This means that, while the lion’s share of deals go to businesses that had a warm introduction, a significant number of businesses are also searched out by VCs. The graph shows that this is much more effective than cold emailing investors (particularly when you take into account the very large number of cold emails VCs will receive, relative to the small slice of funding that eventually goes to these firms). So why might VCs open communication themselves?
Firstly VCs will actively seek out businesses that are operating in market areas they would like to move into. For example, FirstMark likes to research megatrends and then reach out to founders with businesses in that space. They might also look for and start building relationships with people graduating from accelerators, other famous startups, and well-known universities or MBAs.
Founders who have done one of these things are frequently perceived as a safer bet. This is particularly the case when founders have worked for other famous startups, often irregardless of how much relevant experience the role has actually provided. Atomico emphasises the importance of older startups in producing new founders, and in 2021 they calculated the average unicorn as having produced more than 135 founders. These high-profile startup alumni, such as the Paypal mafia, have encouraged investors to favour these types of founders, even where the business is operating in a very different area or at a very different stage.
The importance of networking in funding (shown in the graph above) also increases the probability of these founders receiving a warm introduction to VCs.
Yet, while these founders might have a leg-up on getting funded, statistically speaking they don’t seem to have a greater probability of business success than founders without this. Ali Tamaseb, a partner with deep-tech fund DCVC observes that ‘The biggest signal I observed in the data is that a bunch of things don’t matter, like age and university and being technical and this kind of stuff […] What matters is having a history of having generated value, even if that value was small.’
There are a lot of successful founders out there who came from Stanford or graduated Y-combinator, but once you adjust for career history, these factors may not reveal anything significant beyond where a lot of founders originate.
For example, new research has revealed that universities investing in their own alumni are actually experiencing below-average returns, with fewer successful exits. By the old logic, a university taking advantage of its access to new founders ought to have an advantage – not a disadvantage.

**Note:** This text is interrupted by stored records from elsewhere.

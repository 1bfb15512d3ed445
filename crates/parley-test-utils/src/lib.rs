// SPDX-FileCopyrightText: 2026 Parley Contributors
// SPDX-License-Identifier: MIT OR Apache-2.0

//! Test utilities for Parley integration tests.
//!
//! Provides mock adapters and a harness for fast, deterministic,
//! CI-runnable tests without a browser sidecar or an LLM.
//!
//! # Components
//!
//! - [`MockMessenger`] - Mock messaging provider with recorded sends and scripted history
//! - [`MockCompletion`] - Mock LLM with queued responses, failures and delay
//! - [`ManualClock`] - Clock that only moves when told to
//! - [`TestHarness`] - A full agent over temp storage and the mocks above

pub mod clock;
pub mod harness;
pub mod mock_completion;
pub mod mock_messenger;

pub use clock::ManualClock;
pub use harness::TestHarness;
pub use mock_completion::MockCompletion;
pub use mock_messenger::{MockMessenger, SentText};
// SPDX-FileCopyrightText: 2026 Parley Contributors
// SPDX-License-Identifier: MIT OR Apache-2.0

//! Conversation transcripts and the deduplication gate.
//!
//! The gate's scan and the append happen under one lock, so two racing
//! reports of the same logical message can never both be stored.

use std::collections::BTreeMap;
use std::path::PathBuf;

use parley_core::jid::id_suffix;
use parley_core::Message;
use serde::Serialize;
use tokio::sync::Mutex;
use tracing::{debug, warn};

use crate::file::JsonFile;

/// Two messages with equal content, direction and kind closer than this are
/// the same logical message.
pub const DUPLICATE_WINDOW_MS: i64 = 8_000;

type Transcripts = BTreeMap<String, Vec<Message>>;

/// One row of the conversation listing.
#[derive(Debug, Clone, PartialEq, Eq, Serialize)]
#[serde(rename_all = "camelCase")]
pub struct ConversationSummary {
    pub id: String,
    pub message_count: usize,
    pub last_message: Option<Message>,
}

/// A page of the conversation listing, most recent first.
#[derive(Debug, Clone, PartialEq, Eq, Serialize)]
#[serde(rename_all = "camelCase")]
pub struct ConversationPage {
    pub items: Vec<ConversationSummary>,
    pub total: usize,
    pub page: usize,
    pub limit: usize,
}

/// Per-conversation message log persisted as one JSON document.
pub struct TranscriptStore {
    file: JsonFile<Transcripts>,
    state: Mutex<Transcripts>,
}

impl TranscriptStore {
    /// Opens the store, loading whatever the file currently holds.
    pub async fn open(path: impl Into<PathBuf>) -> Self {
        let file = JsonFile::new(path);
        let state: Transcripts = file.load().await;
        debug!(
            path = %file.path().display(),
            conversations = state.len(),
            "transcript store opened"
        );
        Self {
            file,
            state: Mutex::new(state),
        }
    }

    /// Admits `candidate` into `conversation` unless it duplicates a stored
    /// message. Returns `true` when the message was appended.
    pub async fn accept(&self, conversation: &str, candidate: Message) -> bool {
        let mut state = self.state.lock().await;
        let log = state.entry(conversation.to_string()).or_default();

        if let Some(reason) = duplicate_of(log, &candidate) {
            debug!(
                conversation,
                id = %candidate.id,
                reason,
                "duplicate message rejected"
            );
            if log.is_empty() {
                state.remove(conversation);
            }
            return false;
        }

        log.push(candidate);
        self.persist(&state).await;
        true
    }

    /// Messages of `conversation` sorted by timestamp.
    ///
    /// The sort is stable, so equal timestamps keep arrival order.
    pub async fn messages(&self, conversation: &str) -> Vec<Message> {
        let state = self.state.lock().await;
        let mut messages = state.get(conversation).cloned().unwrap_or_default();
        sort_by_timestamp(&mut messages);
        messages
    }

    pub async fn conversation_ids(&self) -> Vec<String> {
        self.state.lock().await.keys().cloned().collect()
    }

    /// Conversations ordered by their most recent message, newest first.
    ///
    /// `page` is 1-based; a zero page or limit is treated as 1.
    pub async fn list_conversations(&self, page: usize, limit: usize) -> ConversationPage {
        let page = page.max(1);
        let limit = limit.max(1);

        let mut rows: Vec<ConversationSummary> = {
            let state = self.state.lock().await;
            state
                .iter()
                .map(|(id, log)| ConversationSummary {
                    id: id.clone(),
                    message_count: log.len(),
                    last_message: latest(log).cloned(),
                })
                .collect()
        };

        rows.sort_by(|a, b| {
            let at = |row: &ConversationSummary| {
                row.last_message.as_ref().and_then(Message::parsed_timestamp)
            };
            at(b).cmp(&at(a)).then_with(|| a.id.cmp(&b.id))
        });

        let total = rows.len();
        let items = rows
            .into_iter()
            .skip((page - 1).saturating_mul(limit))
            .take(limit)
            .collect();

        ConversationPage {
            items,
            total,
            page,
            limit,
        }
    }

    /// Removes one message and returns it.
    ///
    /// An exact id match wins; otherwise the first message whose id shares
    /// the unique suffix of `id` is removed, since the client may hold a
    /// differently prefixed form of the provider id.
    pub async fn delete_message(&self, conversation: &str, id: &str) -> Option<Message> {
        let mut state = self.state.lock().await;
        let log = state.get_mut(conversation)?;

        let index = log.iter().position(|m| m.id == id).or_else(|| {
            let suffix = id_suffix(id);
            log.iter().position(|m| id_suffix(&m.id) == suffix)
        })?;

        let removed = log.remove(index);
        self.persist(&state).await;
        Some(removed)
    }

    /// Drops a whole conversation. Returns whether it existed.
    pub async fn delete_conversation(&self, conversation: &str) -> bool {
        let mut state = self.state.lock().await;
        if state.remove(conversation).is_none() {
            return false;
        }
        self.persist(&state).await;
        true
    }

    async fn persist(&self, state: &Transcripts) {
        if let Err(e) = self.file.save(state).await {
            warn!(
                path = %self.file.path().display(),
                error = %e,
                "failed to persist transcripts, keeping in-memory state"
            );
        }
    }
}

/// Why `candidate` would duplicate something in `log`, if it would.
fn duplicate_of(log: &[Message], candidate: &Message) -> Option<&'static str> {
    if log.iter().any(|m| m.id == candidate.id) {
        return Some("id");
    }

    let content = candidate.content.trim();
    if content.is_empty() {
        return None;
    }
    let at = candidate.parsed_timestamp()?;

    log.iter()
        .filter(|m| {
            m.direction == candidate.direction
                && m.kind == candidate.kind
                && m.content.trim() == content
        })
        .filter_map(Message::parsed_timestamp)
        .any(|stored| (stored - at).num_milliseconds().abs() < DUPLICATE_WINDOW_MS)
        .then_some("content")
}

fn latest(log: &[Message]) -> Option<&Message> {
    log.iter()
        .enumerate()
        .max_by_key(|(index, m)| (m.parsed_timestamp(), *index))
        .map(|(_, m)| m)
}

fn sort_by_timestamp(messages: &mut [Message]) {
    messages.sort_by_cached_key(Message::parsed_timestamp);
}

Of course, universities might choose to support alumni for more than just direct financial returns, but investment theory gradually seems to be changing to reflect this new data.
Different VCs do things differently – it’s part of their secret sauce, the thing they have curated in an attempt to pick the best deals and beat the market averages. And when it comes to evaluating the potential of founders there is a wide range of investing philosophies on display.
You can particularly see this with founder due diligence – that is due diligence done by the VC firm on founders.
If you look at the graph below, you can see how VCs differ widely in approach and purpose:
Founders, here’s how top VCs are doing due diligence on you, Sifted, Julius Bachmann
From Northzone’s choice to compare potential founders to traits they have observed in the best founders, to Entrepreneur First’s decision to evaluate against the peer group, to EQTs use of occupational psychologists to develop personality assessments, even this small subsection shows a lot of range.
However, these are essentially all just ways of measuring founders for the same qualities. Leadership, willingness to learn, self-awareness, communication skills. The difficulty VCs have is that it’s difficult to quantify these skills – instead founders need to find ways to prove they possess them.
VC expectations of founders and CEOs have changed a lot over time and are likely to change even quicker as more data becomes available, but knowing how they are assessing you is the first step in a successful funding round. The next step? Knowing how they are assessing the rest of the leadership team.
After all, the founder and CEO is only half the story, so what do VCs look for in the rest of the team? Check out part 2 – The Team.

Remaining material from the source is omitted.